At the modification petition proceeding, Employer attempted to prove that it complied with the standards for modification found in Kachinski. The Referee determined that Employer failed to meet its burden of proof. An employer’s failure to meet the standards set forth in Kachinski will result in a denial of a modification petition but it is not a violation of the Act or its regulations. Therefore, the Board did not abuse its discretion in reversing the Referee’s assessment of penalties against Employer.
For the reasons stated above, we affirm the order of the Board.

ORDER

AND NOW, this 31st day of January, 1995, the order of the Workers’ Compensation Appeal Board dated April 26, 1994 at No. A93-1451 is hereby affirmed.

. Act of June 2, 1915, P.L. 736, as amended, 77 P.S. § 991.

. Whether or not to impose a penalty for violation of the Act is a matter of discretion. Ortiz v. Workmen's Compensation Appeal Board (Fair Tex Mills, Inc.), 102 Pa.Commonwealth Ct. 493, 518 A.2d 1305 (1986). Our scope of review is to determine whether the Board abused its discretion in reversing the Referee's imposition of penalties against Employer. Smith v. Workmen's Compensation Appeal Board (Westinghouse Electric Corporation), 90 Pa.Commonwealth Ct. 246, 494 A.2d 877 (1985).

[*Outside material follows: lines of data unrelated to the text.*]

//! Domain types for the stridelog data service.

use std::collections::BTreeMap;

use chrono::{DateTime, Utc};
use serde::{Deserialize, Serialize};

/// Discipline of a recorded activity.
#[derive(Debug, Clone, Copy, PartialEq, Eq, PartialOrd, Ord, Serialize, Deserialize)]
#[serde(rename_all = "lowercase")]
pub enum ActivityType {
  Run,
  Ride,
  Swim,
  Hike,
  Walk,
}

/// A recorded activity as returned by the service.
#[derive(Debug, Clone, PartialEq, Serialize, Deserialize)]
pub struct Activity {
  pub id: i64,
  pub user_id: i64,
  pub title: String,
  #[serde(rename = "type")]
  pub activity_type: ActivityType,
  pub distance_km: f64,
  pub duration_min: u32,
  pub comments_count: u32,
  pub likes_count: u32,
  pub created_at: DateTime<Utc>,
}

/// Payload for recording a new activity.
#[derive(Debug, Clone, Serialize)]
pub struct NewActivity {
  pub user_id: i64,
  pub title: String,
  #[serde(rename = "type")]
  pub activity_type: ActivityType,
  pub distance_km: f64,
  pub duration_min: u32,
}

/// A comment on an activity.
#[derive(Debug, Clone, PartialEq, Serialize, Deserialize)]
pub struct Comment {
  pub id: i64,
  pub activity_id: i64,
  pub user_id: i64,
  pub content: String,
  pub created_at: DateTime<Utc>,
}

/// Payload for posting a comment.
#[derive(Debug, Clone, Serialize)]
pub struct NewComment {
  pub user_id: i64,
  pub content: String,
}

/// A friendship edge from the `friends` collection.
#[derive(Debug, Clone, PartialEq, Serialize, Deserialize)]
pub struct Friend {
  pub user_id: i64,
  pub friend_id: i64,
  pub since: DateTime<Utc>,
}

/// A user profile from the `users` collection.
#[derive(Debug, Clone, PartialEq, Serialize, Deserialize)]
pub struct UserProfile {
  pub id: i64,
  pub username: String,
  pub full_name: String,
  pub avatar_url: Option<String>,
  pub bio: Option<String>,
}

/// Aggregate statistics for one user.
///
/// The service has no statistics endpoint; these are always reduced
/// client-side from an activity list.
#[derive(Debug, Clone, PartialEq, Eq, Serialize, Deserialize)]
pub struct UserStatistics {
  pub user_id: i64,
  pub total_activities: usize,
  pub total_comments: u64,
  pub total_likes: u64,
  /// How many activities of each discipline.
  pub by_type: BTreeMap<ActivityType, usize>,
}

impl UserStatistics {
  /// Reduce an activity list into its aggregate.
  pub fn from_activities(user_id: i64, activities: &[Activity]) -> Self {
    let mut by_type = BTreeMap::new();
    for activity in activities {
      *by_type.entry(activity.activity_type).or_insert(0) += 1;
    }

    Self {
      user_id,
      total_activities: activities.len(),
      total_comments: activities
        .iter()
        .map(|a| u64::from(a.comments_count))
        .sum(),
      total_likes: activities.iter().map(|a| u64::from(a.likes_count)).sum(),
      by_type,
    }
  }
}
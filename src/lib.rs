//! Resilient client-side data access for the stridelog fitness service.
//!
//! The crate centers on a keyed async-state cache (`store::EnvelopeStore`)
//! with stale-while-revalidate semantics, plus the pieces around it: a
//! fallback wrapper (`safe_call`), deterministic placeholder data (`mock`),
//! a server health probe (`health`), and the HTTP client (`api`) that feeds
//! them. `data::DataLayer` wires the pieces together for callers.

pub mod api;
pub mod config;
pub mod data;
pub mod health;
pub mod mock;
pub mod safe_call;
pub mod store;
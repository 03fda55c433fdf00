//! Connection diagnosis: combine probe signals into ranked candidate causes.

use std::fmt;

use serde::Serialize;
use tokio::net::lookup_host;

use super::probe::{HealthProbe, HealthResult, HealthStatus};

/// Candidate explanation for a failing connection.
#[derive(Debug, Clone, Copy, PartialEq, Eq, Serialize)]
#[serde(rename_all = "snake_case")]
pub enum CandidateCause {
  /// The service host does not resolve; the machine is likely offline.
  NoNetwork,
  /// The network is up but nothing answers at the service address.
  ServerDown,
  /// Something answers on the host, but not where the client expects it.
  EndpointMismatch,
  /// The service answers, with errors.
  ServiceDegraded,
}

impl fmt::Display for CandidateCause {
  fn fmt(&self, f: &mut fmt::Formatter<'_>) -> fmt::Result {
    let text = match self {
      CandidateCause::NoNetwork => "no network connectivity",
      CandidateCause::ServerDown => "server down or unreachable",
      CandidateCause::EndpointMismatch => "endpoint path or proxy misconfiguration",
      CandidateCause::ServiceDegraded => "service responding with errors",
    };
    f.write_str(text)
  }
}

/// Combined connection diagnosis.
#[derive(Debug, Clone, Serialize)]
pub struct Diagnosis {
  /// Whether the service host resolves at all.
  pub network_online: bool,
  pub primary: HealthResult,
  /// Only run when the primary check fails.
  pub fallback: Option<HealthResult>,
  /// Ranked candidate causes; empty when the service looks healthy.
  pub causes: Vec<CandidateCause>,
}

impl HealthProbe {
  /// Run the full diagnosis: connectivity signal, primary check, fallback
  /// check when the primary fails, then rule-based cause ranking.
  pub async fn diagnose_connection(&self) -> Diagnosis {
    let network_online = self.host_resolves().await;
    let primary = self.check_server_health().await;
    let fallback = if primary.reachable {
      None
    } else {
      Some(self.fallback_health_check().await)
    };
    let causes = rank_causes(network_online, &primary, fallback.as_ref());

    Diagnosis {
      network_online,
      primary,
      fallback,
      causes,
    }
  }

  /// Runtime-level connectivity signal: can the service host be resolved.
  async fn host_resolves(&self) -> bool {
    let Some(host) = self.base_url().host_str() else {
      return false;
    };
    let port = self.base_url().port_or_known_default().unwrap_or(443);

    match tokio::time::timeout(self.timeout(), lookup_host((host, port))).await {
      Ok(Ok(mut addrs)) => addrs.next().is_some(),
      _ => false,
    }
  }
}

/// First-matching-rule ranking; no probabilistic scoring.
fn rank_causes(
  network_online: bool,
  primary: &HealthResult,
  fallback: Option<&HealthResult>,
) -> Vec<CandidateCause> {
  if primary.reachable {
    return Vec::new();
  }
  if !network_online {
    return vec![CandidateCause::NoNetwork, CandidateCause::ServerDown];
  }

  match primary.status {
    HealthStatus::Degraded => vec![CandidateCause::ServiceDegraded],
    HealthStatus::Unreachable => {
      let fallback_answers = fallback
        .map(|f| f.reachable || f.status_code.is_some())
        .unwrap_or(false);
      if fallback_answers {
        vec![
          CandidateCause::EndpointMismatch,
          CandidateCause::ServiceDegraded,
        ]
      } else {
        vec![CandidateCause::ServerDown, CandidateCause::EndpointMismatch]
      }
    }
    HealthStatus::Reachable => Vec::new(),
  }
}

#[cfg(test)]
mod tests {
  use super::super::probe::FailureCause;
  use super::*;
  use std::time::Duration;

  fn ok(status_code: u16) -> HealthResult {
    HealthResult::from_status(status_code, Duration::from_millis(10))
  }

  fn down(cause: FailureCause) -> HealthResult {
    HealthResult::unreachable(cause)
  }

  #[test]
  fn healthy_service_has_no_causes() {
    assert!(rank_causes(true, &ok(200), None).is_empty());
  }

  #[test]
  fn offline_host_ranks_no_network_first() {
    let causes = rank_causes(false, &down(FailureCause::Dns), None);
    assert_eq!(causes[0], CandidateCause::NoNetwork);
  }

  #[test]
  fn degraded_service_ranks_service_degraded() {
    let causes = rank_causes(true, &ok(503), None);
    assert_eq!(causes, vec![CandidateCause::ServiceDegraded]);
  }

  #[test]
  fn unreachable_with_dead_fallback_ranks_server_down() {
    let causes = rank_causes(
      true,
      &down(FailureCause::Refused),
      Some(&down(FailureCause::Refused)),
    );
    assert_eq!(causes[0], CandidateCause::ServerDown);
  }

  #[test]
  fn unreachable_with_answering_fallback_ranks_endpoint_mismatch() {
    let causes = rank_causes(true, &down(FailureCause::Refused), Some(&ok(200)));
    assert_eq!(causes[0], CandidateCause::EndpointMismatch);
  }
}
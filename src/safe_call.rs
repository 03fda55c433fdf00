//! Fallback wrapper for operations whose failure should degrade silently.

use std::future::Future;

use color_eyre::Result;
use tracing::warn;

/// Await `operation`, returning `fallback` instead of any error.
///
/// The failure is logged and then dropped: nothing is recorded anywhere and
/// the caller never observes an `Err`. This is the opposite of
/// `EnvelopeStore::run`, which records the failure and still re-raises it.
/// The two compose in either order: `safe_call` around `run` keeps the
/// envelope's error record while guaranteeing the caller a value; `safe_call`
/// inside `run` makes the whole load register as a success with the fallback
/// payload.
pub async fn safe_call<T, F, Fut>(operation: F, fallback: T) -> T
where
  F: FnOnce() -> Fut,
  Fut: Future<Output = Result<T>>,
{
  match operation().await {
    Ok(value) => value,
    Err(err) => {
      warn!("operation failed, using fallback: {}", err);
      fallback
    }
  }
}

/// `safe_call` with `T::default()` as the fallback (e.g. an empty list).
pub async fn safe_call_or_default<T, F, Fut>(operation: F) -> T
where
  T: Default,
  F: FnOnce() -> Fut,
  Fut: Future<Output = Result<T>>,
{
  safe_call(operation, T::default()).await
}

#[cfg(test)]
mod tests {
  use super::*;
  use color_eyre::eyre::eyre;

  #[tokio::test]
  async fn resolving_operation_passes_through() {
    let value = safe_call(|| async { Ok(vec![1, 2, 3]) }, Vec::new()).await;
    assert_eq!(value, vec![1, 2, 3]);
  }

  #[tokio::test]
  async fn rejecting_operation_yields_fallback() {
    let value = safe_call(|| async { Err(eyre!("network down")) }, vec![9]).await;
    assert_eq!(value, vec![9]);
  }

  #[tokio::test]
  async fn or_default_yields_empty_value() {
    let value: Vec<i32> = safe_call_or_default(|| async { Err(eyre!("boom")) }).await;
    assert!(value.is_empty());
  }
}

. The Kaehinski case sets forth a four-part test to determine whether benefits may be modified because work is available to a previously totally disabled claimant. An employer seeking to modify a claimant’s benefits must produce medical evidence of a change in the claimant’s condition. The employer must then produce evidence of referrals to jobs actually available to the claimant and within the category of jobs for which the claimant has been cleared. It is the claimant's burden of proving that he or she has foEowed through on the referrals in good faith. Kachinski, 516 Pa. at 252, 532 A.2d at 380.

. Although Employer did not appeal the Referee’s decision that it did not meet its burden under Kaehinski in the modification petition proceedings, we note that recent decisions by this Court have concluded that an employer does not have to provide medical approval for each and *264every job made available to a claimant prior to referring the claimant to the job if the job falls within a particular category of work for which claimant has been cleared. See Lukens, Inc. v. Workmen's Compensation Appeal Board (Williams), 130 Pa.Commonwealth Ct. 479, 568 A.2d 981 (1989), petition for allowance of appeal denied, 527 Pa. 656, 593 A.2d 426 (1990).